- _What you have to do_:
Each line of the data below that contains "ModuleDescriptor" must be copied.

- _Data for this exercise_:

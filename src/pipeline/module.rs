//! Module abstraction for the pipeline.
//!
//! Two-layer design:
//! - **`Module` trait** - the single capability every processing unit provides:
//!   declare ports and properties, accept configuration, `process` once.
//! - **`BuiltinModule` enum** - static dispatch over the modules shipped with
//!   the crate.
//!
//! `AnyModule` wraps either so the pipeline handles both uniformly, and
//! `ModuleHost` enforces the lifecycle around it.

use crate::pipeline::bridge::PipelineEvent;
use crate::pipeline::error::{ModuleError, ModuleResult};
use crate::pipeline::id::ModuleId;
use crate::pipeline::modules::{FileReaderModule, FileWriterModule, SuffixTreeClusteringModule};
use crate::pipeline::pipe::CancelToken;
use crate::pipeline::port::{PortDescriptor, PortSet};
use crossbeam_channel::Sender;
use serde::{Deserialize, Serialize};
use std::collections::BTreeMap;

/// Property key recognized by every module: the instance name.
pub const PROPERTY_NAME: &str = "name";

/// Static description of one configuration option.
#[derive(Debug, Clone)]
pub struct PropertySpec {
    pub key: &'static str,
    pub description: &'static str,
    pub default: Option<&'static str>,
    pub required: bool,
}

impl PropertySpec {
    pub const fn optional(
        key: &'static str,
        description: &'static str,
        default: &'static str,
    ) -> Self {
        Self {
            key,
            description,
            default: Some(default),
            required: false,
        }
    }

    pub const fn required(key: &'static str, description: &'static str) -> Self {
        Self {
            key,
            description,
            default: None,
            required: true,
        }
    }
}

/// Static description of a module type.
#[derive(Debug)]
pub struct ModuleDescriptor {
    pub type_name: &'static str,
    pub description: &'static str,
    pub properties: &'static [PropertySpec],
    pub ports: &'static [PortDescriptor],
}

/// Raw configuration handed to a module.
#[derive(Debug, Clone, Default, PartialEq, Eq, Serialize, Deserialize)]
#[serde(transparent)]
pub struct Properties(BTreeMap<String, String>);

impl Properties {
    pub fn new() -> Self {
        Self::default()
    }

    pub fn with(mut self, key: impl Into<String>, value: impl Into<String>) -> Self {
        self.set(key, value);
        self
    }

    pub fn set(&mut self, key: impl Into<String>, value: impl Into<String>) {
        self.0.insert(key.into(), value.into());
    }

    pub fn get(&self, key: &str) -> Option<&str> {
        self.0.get(key).map(String::as_str)
    }

    pub fn iter(&self) -> impl Iterator<Item = (&str, &str)> {
        self.0.iter().map(|(k, v)| (k.as_str(), v.as_str()))
    }

    /// Check required keys and fill defaults for missing optional ones.
    pub fn resolve(&self, descriptor: &ModuleDescriptor) -> ModuleResult<ResolvedProperties> {
        let name = self
            .get(PROPERTY_NAME)
            .unwrap_or(descriptor.type_name)
            .to_string();

        for (key, _) in self.iter() {
            if key != PROPERTY_NAME && !descriptor.properties.iter().any(|p| p.key == key) {
                tracing::warn!("[{}] ignoring unrecognized property '{}'", name, key);
            }
        }

        let mut values = BTreeMap::new();
        for spec in descriptor.properties {
            match (self.get(spec.key), spec.default) {
                (Some(value), _) => {
                    values.insert(spec.key.to_string(), value.to_string());
                }
                (None, Some(default)) => {
                    tracing::debug!("[{}] '{}' defaults to '{}'", name, spec.key, default);
                    values.insert(spec.key.to_string(), default.to_string());
                }
                (None, None) if spec.required => {
                    return Err(ModuleError::configuration(
                        name,
                        spec.key,
                        format!("required property is not set ({})", spec.description),
                    ));
                }
                (None, None) => {}
            }
        }

        Ok(ResolvedProperties { name, values })
    }
}

/// Configuration after defaults have been applied.
#[derive(Debug, Clone)]
pub struct ResolvedProperties {
    name: String,
    values: BTreeMap<String, String>,
}

impl ResolvedProperties {
    /// Instance name of the module.
    pub fn name(&self) -> &str {
        &self.name
    }

    pub fn get(&self, key: &str) -> Option<&str> {
        self.values.get(key).map(String::as_str)
    }

    /// Value of a property that `resolve` guaranteed to be present.
    pub fn require(&self, key: &str) -> ModuleResult<&str> {
        self.get(key).ok_or_else(|| {
            ModuleError::configuration(self.name.clone(), key, "required property is not set")
        })
    }
}

/// Per-invocation context handed to `Module::process`.
pub struct ProcessContext {
    module_id: ModuleId,
    module_name: String,
    cancel: CancelToken,
    events: Option<Sender<PipelineEvent>>,
}

impl ProcessContext {
    pub fn new(
        module_id: ModuleId,
        module_name: impl Into<String>,
        cancel: CancelToken,
        events: Option<Sender<PipelineEvent>>,
    ) -> Self {
        Self {
            module_id,
            module_name: module_name.into(),
            cancel,
            events,
        }
    }

    /// Context for running a module outside a pipeline.
    pub fn detached(module_name: impl Into<String>) -> Self {
        Self::new(ModuleId::INVALID, module_name, CancelToken::new(), None)
    }

    pub fn module_id(&self) -> ModuleId {
        self.module_id
    }

    pub fn module_name(&self) -> &str {
        &self.module_name
    }

    pub fn is_cancelled(&self) -> bool {
        self.cancel.is_cancelled()
    }

    /// Report a non-fatal condition through the log and the event channel.
    pub fn warn(&self, message: impl Into<String>) {
        let message = message.into();
        tracing::warn!("[{}] {}", self.module_name, message);
        if let Some(events) = &self.events {
            let _ = events.send(PipelineEvent::Warning {
                module_id: self.module_id,
                module: self.module_name.clone(),
                message,
            });
        }
    }
}

/// The single capability every module provides.
pub trait Module: Send {
    /// Static description of this module type.
    fn descriptor(&self) -> &'static ModuleDescriptor;

    /// Instance name (the `name` property, or the type name).
    fn name(&self) -> &str;

    fn ports(&self) -> &PortSet;

    fn ports_mut(&mut self) -> &mut PortSet;

    /// Validate and store configuration. Called once before `process`.
    fn apply_properties(&mut self, properties: &Properties) -> ModuleResult<()>;

    /// Read inputs, do the work, write outputs. Outputs are closed by the host.
    fn process(&mut self, ctx: &ProcessContext) -> ModuleResult<()>;

    /// Called after all outputs were closed following a successful `process`.
    fn on_closed(&mut self) {}
}

/// Enum dispatch for built-in modules.
pub enum BuiltinModule {
    FileReader(FileReaderModule),
    FileWriter(FileWriterModule),
    SuffixTreeClustering(SuffixTreeClusteringModule),
}

impl Module for BuiltinModule {
    fn descriptor(&self) -> &'static ModuleDescriptor {
        match self {
            BuiltinModule::FileReader(m) => m.descriptor(),
            BuiltinModule::FileWriter(m) => m.descriptor(),
            BuiltinModule::SuffixTreeClustering(m) => m.descriptor(),
        }
    }

    fn name(&self) -> &str {
        match self {
            BuiltinModule::FileReader(m) => m.name(),
            BuiltinModule::FileWriter(m) => m.name(),
            BuiltinModule::SuffixTreeClustering(m) => m.name(),
        }
    }

    fn ports(&self) -> &PortSet {
        match self {
            BuiltinModule::FileReader(m) => m.ports(),
            BuiltinModule::FileWriter(m) => m.ports(),
            BuiltinModule::SuffixTreeClustering(m) => m.ports(),
        }
    }

    fn ports_mut(&mut self) -> &mut PortSet {
        match self {
            BuiltinModule::FileReader(m) => m.ports_mut(),
            BuiltinModule::FileWriter(m) => m.ports_mut(),
            BuiltinModule::SuffixTreeClustering(m) => m.ports_mut(),
        }
    }

    fn apply_properties(&mut self, properties: &Properties) -> ModuleResult<()> {
        match self {
            BuiltinModule::FileReader(m) => m.apply_properties(properties),
            BuiltinModule::FileWriter(m) => m.apply_properties(properties),
            BuiltinModule::SuffixTreeClustering(m) => m.apply_properties(properties),
        }
    }

    fn process(&mut self, ctx: &ProcessContext) -> ModuleResult<()> {
        match self {
            BuiltinModule::FileReader(m) => m.process(ctx),
            BuiltinModule::FileWriter(m) => m.process(ctx),
            BuiltinModule::SuffixTreeClustering(m) => m.process(ctx),
        }
    }

    fn on_closed(&mut self) {
        match self {
            BuiltinModule::FileReader(m) => m.on_closed(),
            BuiltinModule::FileWriter(m) => m.on_closed(),
            BuiltinModule::SuffixTreeClustering(m) => m.on_closed(),
        }
    }
}

/// Wrapper that holds either a built-in module or a plugin (trait object).
pub enum AnyModule {
    Builtin(BuiltinModule),
    Plugin(Box<dyn Module>),
}

impl AnyModule {
    fn inner(&self) -> &dyn Module {
        match self {
            AnyModule::Builtin(m) => m,
            AnyModule::Plugin(m) => m.as_ref(),
        }
    }

    fn inner_mut(&mut self) -> &mut dyn Module {
        match self {
            AnyModule::Builtin(m) => m,
            AnyModule::Plugin(m) => m.as_mut(),
        }
    }

    pub fn descriptor(&self) -> &'static ModuleDescriptor {
        self.inner().descriptor()
    }

    pub fn name(&self) -> &str {
        self.inner().name()
    }

    pub fn ports(&self) -> &PortSet {
        self.inner().ports()
    }

    pub fn ports_mut(&mut self) -> &mut PortSet {
        self.inner_mut().ports_mut()
    }
}

impl From<FileReaderModule> for AnyModule {
    fn from(m: FileReaderModule) -> Self {
        AnyModule::Builtin(BuiltinModule::FileReader(m))
    }
}

impl From<FileWriterModule> for AnyModule {
    fn from(m: FileWriterModule) -> Self {
        AnyModule::Builtin(BuiltinModule::FileWriter(m))
    }
}

impl From<SuffixTreeClusteringModule> for AnyModule {
    fn from(m: SuffixTreeClusteringModule) -> Self {
        AnyModule::Builtin(BuiltinModule::SuffixTreeClustering(m))
    }
}

/// Lifecycle position of a hosted module.
#[derive(Debug, Clone, Copy, PartialEq, Eq, Default)]
pub enum ModuleState {
    #[default]
    Created,
    Configured,
    Processing,
    /// `process` succeeded and every output was closed.
    Closed,
    /// `process` failed; outputs were left unclosed.
    Failed,
}

/// Enforces configure-once, process-once and close-on-success.
pub struct ModuleHost {
    module: AnyModule,
    state: ModuleState,
}

impl ModuleHost {
    pub fn new(module: impl Into<AnyModule>) -> Self {
        Self {
            module: module.into(),
            state: ModuleState::Created,
        }
    }

    pub fn state(&self) -> ModuleState {
        self.state
    }

    pub fn module(&self) -> &AnyModule {
        &self.module
    }

    pub fn module_mut(&mut self) -> &mut AnyModule {
        &mut self.module
    }

    pub fn name(&self) -> &str {
        self.module.name()
    }

    pub fn configure(&mut self, properties: &Properties) -> ModuleResult<()> {
        if self.state != ModuleState::Created {
            return Err(ModuleError::configuration(
                self.module.name(),
                "properties",
                "module is already configured",
            ));
        }
        self.module.inner_mut().apply_properties(properties)?;
        self.state = ModuleState::Configured;
        tracing::debug!("Configured module '{}'", self.module.name());
        Ok(())
    }

    /// Invoke `process` exactly once.
    ///
    /// On success every output port is closed. On failure the outputs are
    /// left open and dropped with the host, which downstream readers observe
    /// as an aborted stream.
    pub fn run(&mut self, ctx: &ProcessContext) -> ModuleResult<()> {
        match self.state {
            ModuleState::Configured => {}
            ModuleState::Created => {
                return Err(ModuleError::NotConfigured {
                    module: self.module.name().to_string(),
                })
            }
            _ => {
                return Err(ModuleError::AlreadyProcessed {
                    module: self.module.name().to_string(),
                })
            }
        }

        self.state = ModuleState::Processing;
        tracing::info!("[{}] processing", self.module.name());

        if let Err(e) = self.module.inner_mut().process(ctx) {
            self.state = ModuleState::Failed;
            tracing::error!("[{}] failed: {}", self.module.name(), e);
            return Err(e);
        }

        let name = self.module.name().to_string();
        for (port, pipe) in self.module.ports().lost_consumers() {
            ctx.warn(format!("consumer of {:?} on port '{}' went away", pipe, port));
        }

        match self.module.ports_mut().close_all_outputs() {
            Ok(signals) => {
                tracing::debug!("[{}] closed outputs ({} end-of-stream signals)", name, signals);
            }
            Err((port, source)) => {
                self.state = ModuleState::Failed;
                return Err(ModuleError::pipe(name, port, source));
            }
        }

        self.state = ModuleState::Closed;
        self.module.inner_mut().on_closed();
        tracing::info!("[{}] done", name);
        Ok(())
    }
}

- _Solution to the exercise_:
pub struct ModuleDescriptor {
    pub fn resolve(&self, descriptor: &ModuleDescriptor) -> ModuleResult<ResolvedProperties> {
    fn descriptor(&self) -> &'static ModuleDescriptor;
    fn descriptor(&self) -> &'static ModuleDescriptor {
    pub fn descriptor(&self) -> &'static ModuleDescriptor {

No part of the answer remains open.